(Collected data)
* * * * * * *

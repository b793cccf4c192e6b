//! # Registro de Referências Globais
//!
//! Singletons compartilhados entre dispositivos (contabilidade de
//! memória, estado global de buffer objects). Cada tipo tem um slot com
//! o objeto e um contador de uso: o primeiro `item_ref` cria o objeto,
//! o último `item_unref` o libera.
//!
//! O registro é um valor explícito, criado por quem carrega os drivers.

use alloc::sync::Arc;
use core::any::Any;

use super::error::{GemError, GemResult};
use crate::sync::Spinlock;

/// Tipos de singleton
#[derive(Debug, Clone, Copy, PartialEq, Eq, Hash)]
pub enum GlobalKind {
    /// Contabilidade de memória
    Memory,
    /// Estado global de buffer objects
    BufferObject,
    /// Estado global de objetos base
    Object,
}

impl GlobalKind {
    pub const COUNT: usize = 3;

    pub const ALL: [GlobalKind; Self::COUNT] = [Self::Memory, Self::BufferObject, Self::Object];

    const fn index(self) -> usize {
        match self {
            Self::Memory => 0,
            Self::BufferObject => 1,
            Self::Object => 2,
        }
    }
}

type GlobalObject = Arc<dyn Any + Send + Sync>;

struct GlobalSlot {
    object: Option<GlobalObject>,
    refcount: usize,
}

impl GlobalSlot {
    const EMPTY: GlobalSlot = GlobalSlot {
        object: None,
        refcount: 0,
    };
}

/// Slots de singletons, um lock por slot.
pub struct GlobalRegistry {
    slots: [Spinlock<GlobalSlot>; GlobalKind::COUNT],
}

impl GlobalRegistry {
    pub const fn new() -> Self {
        Self {
            slots: [
                Spinlock::new(GlobalSlot::EMPTY),
                Spinlock::new(GlobalSlot::EMPTY),
                Spinlock::new(GlobalSlot::EMPTY),
            ],
        }
    }

    /// Toma uma referência ao singleton `kind`.
    ///
    /// Na primeira referência `init` cria o objeto; se falhar, o slot
    /// continua vazio e o erro é devolvido. `init` roda com o lock do
    /// slot seguro e não pode usar o mesmo `kind`.
    pub fn item_ref<T, F>(&self, kind: GlobalKind, init: F) -> GemResult<Arc<T>>
    where
        T: Any + Send + Sync,
        F: FnOnce() -> GemResult<T>,
    {
        let mut slot = self.slots[kind.index()].lock();

        let existing = slot.object.clone();
        let object: GlobalObject = match existing {
            Some(object) => object,
            None => {
                let created: GlobalObject = Arc::new(init()?);
                slot.object = Some(Arc::clone(&created));
                crate::kdebug!("(GEM) Singleton global criado, kind=", kind.index());
                created
            }
        };

        let typed = match object.downcast::<T>() {
            Ok(typed) => typed,
            Err(_) => {
                crate::kerror!("(GEM) Tipo incompatível no slot global=", kind.index());
                return Err(GemError::InvalidArgument);
            }
        };

        slot.refcount += 1;
        Ok(typed)
    }

    /// Solta uma referência. Na última, `release` recebe o objeto e o
    /// slot fica vazio.
    ///
    /// `object` precisa ser o objeto do slot e o contador não pode estar
    /// zerado: violação é bug do chamador.
    pub fn item_unref<T, F>(&self, kind: GlobalKind, object: &Arc<T>, release: F)
    where
        T: Any + Send + Sync,
        F: FnOnce(Arc<T>),
    {
        let mut slot = self.slots[kind.index()].lock();

        let matches = match &slot.object {
            Some(current) => {
                core::ptr::eq(Arc::as_ptr(current) as *const u8, Arc::as_ptr(object) as *const u8)
            }
            None => false,
        };
        if !matches || slot.refcount == 0 {
            crate::kerror!("(GEM) item_unref inválido, kind=", kind.index());
            debug_assert!(false, "item_unref sem referência correspondente");
            return;
        }

        slot.refcount -= 1;
        if slot.refcount > 0 {
            return;
        }

        if let Some(current) = slot.object.take() {
            if let Ok(typed) = current.downcast::<T>() {
                crate::kdebug!("(GEM) Singleton global liberado, kind=", kind.index());
                release(typed);
            }
        }
    }

    /// Referências ativas de `kind`
    pub fn use_count(&self, kind: GlobalKind) -> usize {
        self.slots[kind.index()].lock().refcount
    }

    /// Nenhum slot ocupado?
    pub fn is_idle(&self) -> bool {
        GlobalKind::ALL
            .iter()
            .all(|kind| self.slots[kind.index()].lock().object.is_none())
    }
}

impl Default for GlobalRegistry {
    fn default() -> Self {
        Self::new()
    }
}

impl Drop for GlobalRegistry {
    fn drop(&mut self) {
        if !self.is_idle() {
            crate::kerror!("(GEM) Registro global destruído com singletons vivos");
        }
    }
}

* * * * * * *

All that should be written out is the stretch of lines above between the one holding "lock por slot." and the one holding "let created: GlobalObject", inclusive, exactly as given.

### YOUR SOLUTION
/// Slots de singletons, um lock por slot.
pub struct GlobalRegistry {
    slots: [Spinlock<GlobalSlot>; GlobalKind::COUNT],
}

impl GlobalRegistry {
    pub const fn new() -> Self {
        Self {
            slots: [
                Spinlock::new(GlobalSlot::EMPTY),
                Spinlock::new(GlobalSlot::EMPTY),
                Spinlock::new(GlobalSlot::EMPTY),
            ],
        }
    }

    /// Toma uma referência ao singleton `kind`.
    ///
    /// Na primeira referência `init` cria o objeto; se falhar, o slot
    /// continua vazio e o erro é devolvido. `init` roda com o lock do
    /// slot seguro e não pode usar o mesmo `kind`.
    pub fn item_ref<T, F>(&self, kind: GlobalKind, init: F) -> GemResult<Arc<T>>
    where
        T: Any + Send + Sync,
        F: FnOnce() -> GemResult<T>,
    {
        let mut slot = self.slots[kind.index()].lock();

        let existing = slot.object.clone();
        let object: GlobalObject = match existing {
            Some(object) => object,
            None => {
                let created: GlobalObject = Arc::new(init()?);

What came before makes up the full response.